PROVIDED ENTRIES
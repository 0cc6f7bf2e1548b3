//! Coordination Module
//!
//! The cross-node protocol behind the three client operations.
//!
//! ## Protocol
//! - **Get**: read the local entry. An `Owned` entry answers directly; an
//!   `Indexed` entry is redirected once to the owner. Pointers are never chased
//!   further than one hop.
//! - **Put**: the receiving node becomes the owner. A sequential sweep over all
//!   node ids stores the value locally and an index pointing at this node on
//!   every other node.
//! - **Delete**: a sequential sweep removes the key from every node.
//!
//! Sweeps abort on the first failing node and never roll back the nodes they
//! already changed. After an aborted sweep the cluster-wide state of the key is
//! undefined until a later Put or Delete succeeds.
//!
//! ## Consistency
//! Concurrent Put/Delete on the same key from different nodes are not ordered.
//! Each node keeps whatever write reached its local store last, so nodes may
//! disagree about a key after a race. This is per-node overwrite semantics, not
//! linearizability.

pub mod handlers;
pub mod protocol;
pub mod service;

EXERCISE
Starting at the line above that contains "are never chased", repeat each line exactly up to and including the line that contains "this node on", and stop there.

RESULT FOR THIS TASK
//!   `Indexed` entry is redirected once to the owner. Pointers are never chased
//!   further than one hop.
//! - **Put**: the receiving node becomes the owner. A sequential sweep over all
//!   node ids stores the value locally and an index pointing at this node on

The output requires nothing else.